• TO DO
Print each line from the start of the records below up through the line where "fn build(actions: &[Action], analysis: &Value)" is found, exactly as given.

• DATA TO USE
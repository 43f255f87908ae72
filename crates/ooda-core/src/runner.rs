//! Runs the automatic half of a cycle: start, Observe, Orient, Decide.
//!
//! Act and Reflect are not driven from here. Execution is triggered later by
//! a human or an executor, possibly from another process, and feeds back
//! through `CycleEngine::record_action` and `ActionStore::update_action_status`.

use std::future::Future;
use std::time::Duration;

use serde::{Deserialize, Serialize};
use serde_json::Value;
use tracing::{info, warn};
use uuid::Uuid;

use crate::action::{Action, ActionDraft, ActionStore};
use crate::config::EngineConfig;
use crate::cycle::{Cycle, CycleEngine};
use crate::error::{OodaError, Result};
use crate::observe::Analysis;
use crate::types::Priority;

// ---------------------------------------------------------------------------
// PhaseTimeouts
// ---------------------------------------------------------------------------

#[derive(Debug, Clone, Copy)]
pub struct PhaseTimeouts {
    pub observe: Duration,
    pub orient: Duration,
    pub decide: Duration,
}

impl PhaseTimeouts {
    pub fn from_config(cfg: &EngineConfig) -> Self {
        Self {
            observe: Duration::from_secs(cfg.observe_timeout_secs),
            orient: Duration::from_secs(cfg.orient_timeout_secs),
            decide: Duration::from_secs(cfg.decide_timeout_secs),
        }
    }
}

impl Default for PhaseTimeouts {
    fn default() -> Self {
        Self::from_config(&EngineConfig::default())
    }
}

// ---------------------------------------------------------------------------
// CycleRun
// ---------------------------------------------------------------------------

#[derive(Debug, Clone, Default, PartialEq, Serialize, Deserialize)]
pub struct CycleSummary {
    pub total_actions: usize,
    pub critical: usize,
    pub high: usize,
    pub medium: usize,
    pub low: usize,
    pub insights_discovered: u64,
    pub patterns_found: usize,
    pub anomalies_detected: usize,
}

impl CycleSummary {
    fn build(actions: &[Action], analysis: &Value) -> Self {
        let count = |p: Priority| actions.iter().filter(|a| a.priority == p).count();
        let analysis = Analysis::from_value(analysis);
        Self {
            total_actions: actions.len(),
            critical: count(Priority::Critical),
            high: count(Priority::High),
            medium: count(Priority::Medium),
            low: count(Priority::Low),
            insights_discovered: analysis.insights_count,
            patterns_found: analysis.patterns.len(),
            anomalies_detected: analysis.anomalies.len(),
        }
    }
}

/// Result of [`run_cycle`]: the cycle (now `acting`), counts, and the
/// persisted actions in the order Decide proposed them.
#[derive(Debug, Clone, Serialize, Deserialize)]
pub struct CycleRun {
    pub cycle: Cycle,
    pub summary: CycleSummary,
    pub actions: Vec<Action>,
}

// ---------------------------------------------------------------------------
// run_cycle
// ---------------------------------------------------------------------------

/// Start a cycle for `agent` and drive it through Observe, Orient and Decide.
///
/// Each collaborator runs under its own timeout. A collaborator error or
/// timeout fails the cycle with the message and returns
/// `CollaboratorFailure`; nothing is retried.
pub async fn run_cycle<O, OFut, R, RFut, D, DFut>(
    engine: &CycleEngine,
    actions: &ActionStore,
    agent: &str,
    timeouts: &PhaseTimeouts,
    observe_fn: O,
    orient_fn: R,
    decide_fn: D,
) -> Result<CycleRun>
where
    O: FnOnce() -> OFut,
    OFut: Future<Output = anyhow::Result<Value>>,
    R: FnOnce(Value) -> RFut,
    RFut: Future<Output = anyhow::Result<Value>>,
    D: FnOnce(Value, Value) -> DFut,
    DFut: Future<Output = anyhow::Result<Vec<ActionDraft>>>,
{
    let cycle = engine.start_cycle(agent)?;
    let id = cycle.id;

    let observations = call_phase(engine, id, "observe", timeouts.observe, observe_fn()).await?;
    if let Err(e) = engine.observe(id, observations.clone()) {
        fail_quietly(engine, id, &format!("observe: {e}"));
        return Err(e);
    }

    let analysis = call_phase(engine, id, "orient", timeouts.orient, orient_fn(observations.clone())).await?;
    if let Err(e) = engine.orient(id, analysis.clone()) {
        fail_quietly(engine, id, &format!("orient: {e}"));
        return Err(e);
    }

    let drafts = call_phase(
        engine,
        id,
        "decide",
        timeouts.decide,
        decide_fn(analysis.clone(), observations),
    )
    .await?;

    let cycle = match engine.decide_actions(id, drafts) {
        Ok(cycle) => cycle,
        Err(e) => {
            fail_quietly(engine, id, &format!("decide produced unusable actions: {e}"));
            return Err(e);
        }
    };
    let saved = cycle
        .decisions
        .iter()
        .map(|action_id| actions.get_action(action_id))
        .collect::<Result<Vec<_>>>()?;

    let summary = CycleSummary::build(&saved, &analysis);
    info!(
        agent,
        cycle_number = cycle.cycle_number,
        total_actions = summary.total_actions,
        critical = summary.critical,
        "cycle decided"
    );
    Ok(CycleRun {
        cycle,
        summary,
        actions: saved,
    })
}

async fn call_phase<T>(
    engine: &CycleEngine,
    id: Uuid,
    phase: &'static str,
    limit: Duration,
    fut: impl Future<Output = anyhow::Result<T>>,
) -> Result<T> {
    let message = match tokio::time::timeout(limit, fut).await {
        Ok(Ok(value)) => return Ok(value),
        Ok(Err(e)) => format!("{e:#}"),
        Err(_) => format!("timed out after {}s", limit.as_secs_f64()),
    };
    fail_quietly(engine, id, &format!("{phase}: {message}"));
    Err(OodaError::collaborator(phase, message))
}

fn fail_quietly(engine: &CycleEngine, id: Uuid, message: &str) {
    if let Err(e) = engine.fail_cycle(id, message) {
        warn!(cycle_id = %id, error = %e, "could not mark cycle failed");
    }
}

// ---------------------------------------------------------------------------
// Tests
// ---------------------------------------------------------------------------
use std::path::{Path, PathBuf};

/// Resolve the project root.
///
/// Priority:
/// 1. `--root` flag / `OODA_ROOT` env var (passed in as `explicit`)
/// 2. Walk upward from `cwd` looking for `.ooda/`
/// 3. Walk upward from `cwd` looking for `.git/`
/// 4. Fall back to `cwd`
pub fn resolve_root(explicit: Option<&Path>) -> PathBuf {
    if let Some(p) = explicit {
        return p.to_path_buf();
    }

    let cwd = std::env::current_dir().unwrap_or_else(|_| PathBuf::from("."));
    find_upward(&cwd, ooda_core::paths::OODA_DIR)
        .or_else(|| find_upward(&cwd, ".git"))
        .unwrap_or(cwd)
}

fn find_upward(start: &Path, marker: &str) -> Option<PathBuf> {
    start
        .ancestors()
        .find(|dir| dir.join(marker).is_dir())
        .map(Path::to_path_buf)
}
use crate::cmd::{read_json, Project};
use crate::output::{print_json, print_table, truncate, ts};
use clap::Subcommand;
use ooda_core::action::ActionStore;
use ooda_core::strategy::{derived_tasks, fingerprint, normalize, Strategy, StrategyCache};
use serde_json::json;
use std::path::Path;

#[derive(Subcommand)]
pub enum StrategySubcommand {
    /// Show the latest strategy for an agent
    Show { agent: String },

    /// List every strategy generated for an agent, newest first
    History { agent: String },

    /// Report whether the cached strategy still matches a set of inputs
    Check {
        agent: String,
        /// Strategist inputs as JSON (or @file)
        #[arg(long)]
        inputs: String,
    },

    /// Derive action drafts from the latest strategy's plan
    Tasks {
        agent: String,
        /// Persist the derived actions as pending
        #[arg(long)]
        save: bool,
    },
}

pub fn run(root: &Path, subcommand: StrategySubcommand, json: bool) -> anyhow::Result<()> {
    let project = Project::open(root)?;
    let cache = StrategyCache::from_config(project.store.clone(), &project.config);

    match subcommand {
        StrategySubcommand::Show { agent } => {
            let latest = cache.latest_strategy(&agent)?;
            if json {
                return print_json(&latest);
            }
            match latest {
                Some(s) => show(&s),
                None => println!("no strategy for {agent}"),
            }
            Ok(())
        }

        StrategySubcommand::History { agent } => {
            let history = cache.strategy_history(&agent)?;
            if json {
                return print_json(&history);
            }
            if history.is_empty() {
                println!("no strategy for {agent}");
                return Ok(());
            }
            print_table(
                &["ID", "FINGERPRINT", "TASKS", "CREATED", "HEADLINE"],
                history
                    .iter()
                    .map(|s| {
                        vec![
                            s.id.to_string(),
                            s.data_fingerprint.chars().take(12).collect(),
                            s.plan.len().to_string(),
                            ts(&s.created_at),
                            truncate(&s.headline, 48),
                        ]
                    })
                    .collect(),
            );
            Ok(())
        }

        StrategySubcommand::Check { agent, inputs } => {
            let normalized = normalize(&read_json(&inputs)?, &project.config.strategy.ignored_keys);
            let fp = fingerprint(&normalized);
            let latest = cache.latest_strategy(&agent)?;
            let fresh = latest.as_ref().is_some_and(|s| s.data_fingerprint == fp);
            if json {
                return print_json(&json!({
                    "fingerprint": fp,
                    "fresh": fresh,
                    "strategy_id": latest.as_ref().map(|s| s.id),
                }));
            }
            match latest {
                Some(s) if fresh => println!("fresh: {} matches {fp}", s.id),
                Some(s) => println!("stale: {} was built from {}", s.id, s.data_fingerprint),
                None => println!("missing: no strategy for {agent}"),
            }
            Ok(())
        }

        StrategySubcommand::Tasks { agent, save } => {
            let Some(strategy) = cache.latest_strategy(&agent)? else {
                anyhow::bail!("no strategy for {agent}");
            };
            let drafts = derived_tasks(&strategy);
            let saved = if save {
                ActionStore::new(project.store.clone()).save_actions(&agent, drafts.clone())?
            } else {
                Vec::new()
            };
            if json {
                return print_json(&json!({ "tasks": drafts, "saved": saved }));
            }
            if drafts.is_empty() {
                println!("strategy {} has no actionable tasks", strategy.id);
                return Ok(());
            }
            print_table(
                &["ID", "PRIORITY", "TITLE"],
                drafts
                    .iter()
                    .map(|d| {
                        vec![
                            d.id.clone().unwrap_or_default(),
                            d.priority.to_string(),
                            truncate(&d.title, 60),
                        ]
                    })
                    .collect(),
            );
            if save {
                println!("saved {} action(s)", saved.len());
            }
            Ok(())
        }
    }
}

fn show(s: &Strategy) {
    println!("ID:          {}", s.id);
    println!("Agent:       {}", s.agent_name);
    println!("Created:     {}", ts(&s.created_at));
    println!("Fingerprint: {}", s.data_fingerprint);
    println!("Headline:    {}", s.headline);
    if !s.body.is_empty() {
        println!();
        println!("{}", s.body);
    }
    if !s.plan.is_empty() {
        println!();
        println!("Plan:");
        for (i, task) in s.plan.iter().enumerate() {
            println!("  {}. [{}] {}", i + 1, task.priority, task.title);
        }
    }
}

• EXERCISE RESULT
repository 43f255f87908ae72
filename crates/ooda-core/src/runner.rs
//! Runs the automatic half of a cycle: start, Observe, Orient, Decide.
//!
//! Act and Reflect are not driven from here. Execution is triggered later by
//! a human or an executor, possibly from another process, and feeds back
//! through `CycleEngine::record_action` and `ActionStore::update_action_status`.

use std::future::Future;
use std::time::Duration;

use serde::{Deserialize, Serialize};
use serde_json::Value;
use tracing::{info, warn};
use uuid::Uuid;

use crate::action::{Action, ActionDraft, ActionStore};
use crate::config::EngineConfig;
use crate::cycle::{Cycle, CycleEngine};
use crate::error::{OodaError, Result};
use crate::observe::Analysis;
use crate::types::Priority;

// ---------------------------------------------------------------------------
// PhaseTimeouts
// ---------------------------------------------------------------------------

#[derive(Debug, Clone, Copy)]
pub struct PhaseTimeouts {
    pub observe: Duration,
    pub orient: Duration,
    pub decide: Duration,
}

impl PhaseTimeouts {
    pub fn from_config(cfg: &EngineConfig) -> Self {
        Self {
            observe: Duration::from_secs(cfg.observe_timeout_secs),
            orient: Duration::from_secs(cfg.orient_timeout_secs),
            decide: Duration::from_secs(cfg.decide_timeout_secs),
        }
    }
}

impl Default for PhaseTimeouts {
    fn default() -> Self {
        Self::from_config(&EngineConfig::default())
    }
}

// ---------------------------------------------------------------------------
// CycleRun
// ---------------------------------------------------------------------------

#[derive(Debug, Clone, Default, PartialEq, Serialize, Deserialize)]
pub struct CycleSummary {
    pub total_actions: usize,
    pub critical: usize,
    pub high: usize,
    pub medium: usize,
    pub low: usize,
    pub insights_discovered: u64,
    pub patterns_found: usize,
    pub anomalies_detected: usize,
}

impl CycleSummary {
    fn build(actions: &[Action], analysis: &Value) -> Self {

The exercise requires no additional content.